Mme Frédérique Espagnac .  - Max Brisson a évoqué le Pays basque, qui a revendiqué la collectivité à statut particulier. Nous débattons, ce soir, de l'évolution institutionnelle de notre pays, de la décentralisation que réclament nos concitoyens, au-delà des revendications des gilets jaunes. J'ai confiance en la ministre pour échanger avec nous.

Un territoire transfrontalier a des spécificités. Ainsi, il est logique de se faire soigner dans un hôpital en Espagne si c'est le plus proche.

Donnons toute leur place aux cultures, aux traditions qui font la richesse de notre pays. Nous avons négocié des expérimentations linguistiques pour des enfants à l'école publique, qui risquent d'être remises en cause.

Mme la présidente.  - Concluez.

Mme Frédérique Espagnac.  - Ce débat doit concerner tout le territoire.

M. Jacques Bigot .  - La déclaration commune de Matignon a été signée par le Premier ministre, le ministre de l'Éducation nationale, le ministre des Transports et vous-même, madame la ministre, mais pas par le ministre des Affaires européennes, en campagne pour les élections européennes. Or la question transfrontalière est centrale ! Direz-vous, madame la ministre, quel contenu le Gouvernement compte donner à ce sujet ? L'ARS Grand Est applique de manière restrictive l'accord de coopération entre la France et l'Allemagne. Et comment, sans tenir compte des besoins spécifiques, améliorer les corrélations en matière de travail, de Land à région ? Au-delà du désir d'Alsace, à la veille des élections européennes, il faut un désir d'Europe ! C'est vrai pour le Nord-Pas-de-Calais, le Pays basque, les territoires limitrophes de l'Italie. Sur les sujets transfrontaliers, le Gouvernement est absent. Ce n'est pas une oligarchie technocratique centralisée qui nous fera avancer. (M. Jean-Pierre Sueur applaudit.)

M. Pierre-Yves Collombat .  - Il ne s'agit pas d'une question locale mais nationale : comment concilier République unitaire et particularités locales ? (MLaurent Duplomb approuve.)
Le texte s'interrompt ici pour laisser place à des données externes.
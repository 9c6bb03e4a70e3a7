// Copyright (C) 2017 Hove and/or its affiliates.
//
// This program is free software: you can redistribute it and/or modify it
// under the terms of the GNU Affero General Public License as published by the
// Free Software Foundation, version 3.

// This program is distributed in the hope that it will be useful, but WITHOUT
// ANY WARRANTY; without even the implied warranty of MERCHANTABILITY or FITNESS
// FOR A PARTICULAR PURPOSE. See the GNU Affero General Public License for more
// details.

// You should have received a copy of the GNU Affero General Public License
// along with this program. If not, see <https://www.gnu.org/licenses/>

use super::{
    gtfs_color, kilometers, AgencyExport, Calendar, CalendarDate, ExceptionType, ExportError,
    ExportOptions, GtfsAgency, GtfsFile, LineExport, Route, ServiceExport, Shape, Stop,
    AGENCY_FILE, CALENDAR_DATES_FILE, CALENDAR_FILE, ROUTES_FILE, SHAPES_FILE, STOPS_FILE,
};
use crate::id_mapper::IdMapper;
use crate::modes::{gtfs_route_type, GtfsRouteType};
use crate::objects::{Agency, Line, Node, Path, Service};
use crate::store::Store;
use std::collections::{BTreeMap, HashSet};
use tracing::debug;

// Keep the value only when the tr_* columns are written. A written column
// must have a value on every row, hence the empty string default.
fn custom_field(options: &ExportOptions, value: Option<String>) -> Option<String> {
    options
        .include_custom_fields
        .then(|| value.unwrap_or_default())
}

fn gtfs_agency(agency: &Agency, gtfs_id: String, options: &ExportOptions) -> GtfsAgency {
    GtfsAgency {
        id: gtfs_id,
        name: agency
            .name
            .clone()
            .or_else(|| agency.acronym.clone())
            .unwrap_or_default(),
        url: agency.url.clone().unwrap_or_default(),
        timezone: agency
            .timezone
            .clone()
            .unwrap_or_else(|| options.timezone.name().to_string()),
        lang: agency.lang.clone(),
        phone: agency.phone.clone(),
        fare_url: agency.fare_url.clone(),
        email: agency.email.clone(),
        tr_color: custom_field(options, gtfs_color(agency.color.as_deref(), &agency.id)),
        tr_description: custom_field(options, agency.description.clone()),
    }
}

/// Write `agency.txt` for the agencies `agency_ids`.
///
/// Returns the lines of these agencies, found in `line_store`, and the GTFS
/// identifier of each agency: its slugified acronym, or its own identifier.
pub fn export_agencies<S, L>(
    store: &S,
    line_store: &L,
    agency_ids: &[String],
    options: &ExportOptions,
) -> Result<AgencyExport, ExportError>
where
    S: Store<Agency> + ?Sized,
    L: Store<Line> + ?Sized,
{
    let mut file = GtfsFile::create(options, AGENCY_FILE)?;
    let agencies = store.collection()?;
    let lines = line_store.collection()?;
    let mut mapper = IdMapper::default();
    let mut line_ids = Vec::new();
    let mut rows = Vec::with_capacity(agency_ids.len());
    for agency_id in agency_ids {
        let agency = agencies
            .get(agency_id)
            .ok_or_else(|| ExportError::UnknownAgency(agency_id.clone()))?;
        let gtfs_id = mapper.map(&agency.id, agency.acronym.as_deref());
        line_ids.extend(
            lines
                .values()
                .filter(|line| line.agency_id == agency.id)
                .map(|line| line.id.clone()),
        );
        rows.push(gtfs_agency(agency, gtfs_id, options));
    }
    file.write_rows(&rows)?;
    Ok(AgencyExport {
        line_ids,
        agency_to_gtfs_id: mapper.into_map(),
    })
}

fn route(
    line: &Line,
    route_type: u16,
    agency_id: String,
    options: &ExportOptions,
) -> Route {
    let gtfs = line.gtfs.clone().unwrap_or_default();
    Route {
        id: line.id.clone(),
        agency_id,
        short_name: line.shortname.clone(),
        long_name: line.longname.clone(),
        desc: line.description.clone(),
        route_type,
        url: gtfs.route_url,
        color: gtfs_color(line.color.as_deref(), &line.id),
        text_color: gtfs_color(
            line.text_color
                .as_deref()
                .or(gtfs.route_text_color.as_deref()),
            &line.id,
        ),
        sort_order: gtfs.route_sort_order,
        continuous_pickup: gtfs.continuous_pickup,
        continuous_drop_off: gtfs.continuous_drop_off,
        tr_internal_id: custom_field(options, line.internal_id.clone()),
        tr_row_category: custom_field(options, line.category.clone()),
        tr_is_autonomous: options.include_custom_fields.then_some(line.is_autonomous),
        tr_allow_same_route_transfers: options
            .include_custom_fields
            .then_some(line.allow_same_line_transfers),
    }
}

/// Write `routes.txt` for the lines `line_ids`.
///
/// Lines whose mode is not exported to GTFS are skipped. A line of unknown
/// mode is an error. Returns the lines written and the services they use.
pub fn export_lines<S>(
    store: &S,
    line_ids: &[String],
    options: &ExportOptions,
    agency_to_gtfs_id: &BTreeMap<String, String>,
) -> Result<LineExport, ExportError>
where
    S: Store<Line> + ?Sized,
{
    let mut file = GtfsFile::create(options, ROUTES_FILE)?;
    let lines = store.collection()?;
    let mut exported_line_ids = Vec::with_capacity(line_ids.len());
    let mut service_ids = Vec::new();
    let mut seen_services = HashSet::new();
    let mut rows = Vec::with_capacity(line_ids.len());
    for line_id in line_ids {
        let line = lines
            .get(line_id)
            .ok_or_else(|| ExportError::UnknownLine(line_id.clone()))?;
        let route_type = match gtfs_route_type(&line.mode) {
            Some(GtfsRouteType::Export(route_type)) => route_type,
            Some(GtfsRouteType::Omit) => {
                debug!("line '{}' of mode '{}' is not exported", line.id, line.mode);
                continue;
            }
            None => {
                return Err(ExportError::UnknownRouteMode {
                    line_id: line.id.clone(),
                    mode: line.mode.clone(),
                })
            }
        };
        let agency_id = agency_to_gtfs_id.get(&line.agency_id).cloned().ok_or_else(|| {
            ExportError::AgencyNotExported {
                line_id: line.id.clone(),
                agency_id: line.agency_id.clone(),
            }
        })?;
        rows.push(route(line, route_type, agency_id, options));
        exported_line_ids.push(line.id.clone());
        for service_id in &line.service_ids {
            if seen_services.insert(service_id.clone()) {
                service_ids.push(service_id.clone());
            }
        }
    }
    file.write_rows(&rows)?;
    Ok(LineExport {
        line_ids: exported_line_ids,
        service_ids,
    })
}

fn calendar(service: &Service, gtfs_id: String, options: &ExportOptions) -> Calendar {
    Calendar {
        id: gtfs_id,
        monday: service.monday,
        tuesday: service.tuesday,
        wednesday: service.wednesday,
        thursday: service.thursday,
        friday: service.friday,
        saturday: service.saturday,
        sunday: service.sunday,
        start_date: service.start_date.unwrap_or(options.export_date),
        end_date: service.end_date.unwrap_or(options.export_date),
        tr_desc: custom_field(options, service.description.clone()),
        tr_color: custom_field(options, gtfs_color(service.color.as_deref(), &service.id)),
    }
}

fn calendar_dates(service: &Service, gtfs_id: &str) -> Vec<CalendarDate> {
    let only_dates = service
        .only_dates
        .iter()
        .map(|date| (*date, ExceptionType::Add));
    let except_dates = service
        .except_dates
        .iter()
        .map(|date| (*date, ExceptionType::Remove));
    only_dates
        .chain(except_dates)
        .map(|(date, exception_type)| CalendarDate {
            service_id: gtfs_id.to_string(),
            date,
            exception_type,
        })
        .collect()
}

/// Write `calendar.txt`, and `calendar_dates.txt` for the dates added to or
/// removed from the services, for the services `service_ids`.
///
/// Returns the GTFS identifier of each service: its slugified name, or its
/// own identifier.
pub fn export_services<S>(
    store: &S,
    service_ids: &[String],
    options: &ExportOptions,
) -> Result<ServiceExport, ExportError>
where
    S: Store<Service> + ?Sized,
{
    let mut file = GtfsFile::create(options, CALENDAR_FILE)?;
    let mut dates_file = GtfsFile::create(options, CALENDAR_DATES_FILE)?;
    let services = store.collection()?;
    let mut mapper = IdMapper::default();
    let mut rows = Vec::with_capacity(service_ids.len());
    let mut date_rows = Vec::new();
    for service_id in service_ids {
        let service = services
            .get(service_id)
            .ok_or_else(|| ExportError::UnknownService(service_id.clone()))?;
        let gtfs_id = mapper.map(&service.id, service.name.as_deref());
        date_rows.extend(calendar_dates(service, &gtfs_id));
        rows.push(calendar(service, gtfs_id, options));
    }
    file.write_rows(&rows)?;
    dates_file.write_rows(&date_rows)?;
    Ok(ServiceExport {
        service_to_gtfs_id: mapper.into_map(),
    })
}

fn stop(node: &Node, options: &ExportOptions) -> Result<Stop, ExportError> {
    let point = node
        .point()
        .ok_or_else(|| ExportError::NodeWithoutPoint(node.id.clone()))?;
    Ok(Stop {
        id: node.id.clone(),
        code: node.code.clone(),
        name: node.name.clone(),
        desc: node.description.clone(),
        lat: point.y().to_string(),
        lon: point.x().to_string(),
        location_type: 0,
        tr_color: custom_field(options, gtfs_color(node.color.as_deref(), &node.id)),
        tr_routing_radius_meters: options
            .include_custom_fields
            .then_some(node.routing_radius_meters),
        tr_default_dwell_time_seconds: options
            .include_custom_fields
            .then_some(node.default_dwell_time_seconds),
    })
}

/// Write `stops.txt` for the nodes `node_ids`.
pub fn export_nodes<S>(
    store: &S,
    node_ids: &[String],
    options: &ExportOptions,
) -> Result<(), ExportError>
where
    S: Store<Node> + ?Sized,
{
    let mut file = GtfsFile::create(options, STOPS_FILE)?;
    let nodes = store.collection()?;
    let rows = node_ids
        .iter()
        .map(|node_id| {
            let node = nodes
                .get(node_id)
                .ok_or_else(|| ExportError::UnknownNode(node_id.clone()))?;
            stop(node, options)
        })
        .collect::<Result<Vec<_>, _>>()?;
    file.write_rows(&rows)
}

fn shapes(path: &Path, options: &ExportOptions) -> Vec<Shape> {
    let distances = path.distances_traveled_meters();
    path.points()
        .into_iter()
        .zip(distances)
        .enumerate()
        .map(|(sequence, (point, distance))| Shape {
            id: path.id.clone(),
            lat: point.y().to_string(),
            lon: point.x().to_string(),
            sequence,
            dist_traveled: kilometers(distance),
            tr_routing_mode: custom_field(options, path.routing_mode.clone()),
            tr_routing_engine: custom_field(options, path.routing_engine.clone()),
        })
        .collect()
}

/// Write `shapes.txt` for the paths `path_ids`, one point per coordinate of
/// each path.
pub fn export_paths<S>(
    store: &S,
    path_ids: &[String],
    options: &ExportOptions,
) -> Result<(), ExportError>
where
    S: Store<Path> + ?Sized,
{
    let mut file = GtfsFile::create(options, SHAPES_FILE)?;
    let paths = store.collection()?;
    let mut rows = Vec::new();
    for path_id in path_ids {
        let path = paths
            .get(path_id)
            .ok_or_else(|| ExportError::UnknownPath(path_id.clone()))?;
        rows.extend(shapes(path, options));
    }
    file.write_rows(&rows)
}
Nos ancêtres y étaient parvenus mais leur oeuvre a été massacrée par les charcutages, les découpages vides de sens qui ont détruit cet équilibre.

MM. André Reichardt et Philippe Bas, président de la commission.  - Très bien !

M. Pierre-Yves Collombat.  - Depuis dix ans, les évolutions de périmètre et de compétence nous accablent. Ne nous contentons pas de fausses solutions comme celle que propose ce texte, de lois imbéciles présentées comme un moindre mal... Je rappelle que seuls 43 sénateurs ont, à l'époque, refusé de voter la loi NOTRe. (M. Loïc Hervé rappelle qu'il en était.) Nous ne voulons pas de ces soins palliatifs qui n'aboutiront qu'à un monstre de complexité.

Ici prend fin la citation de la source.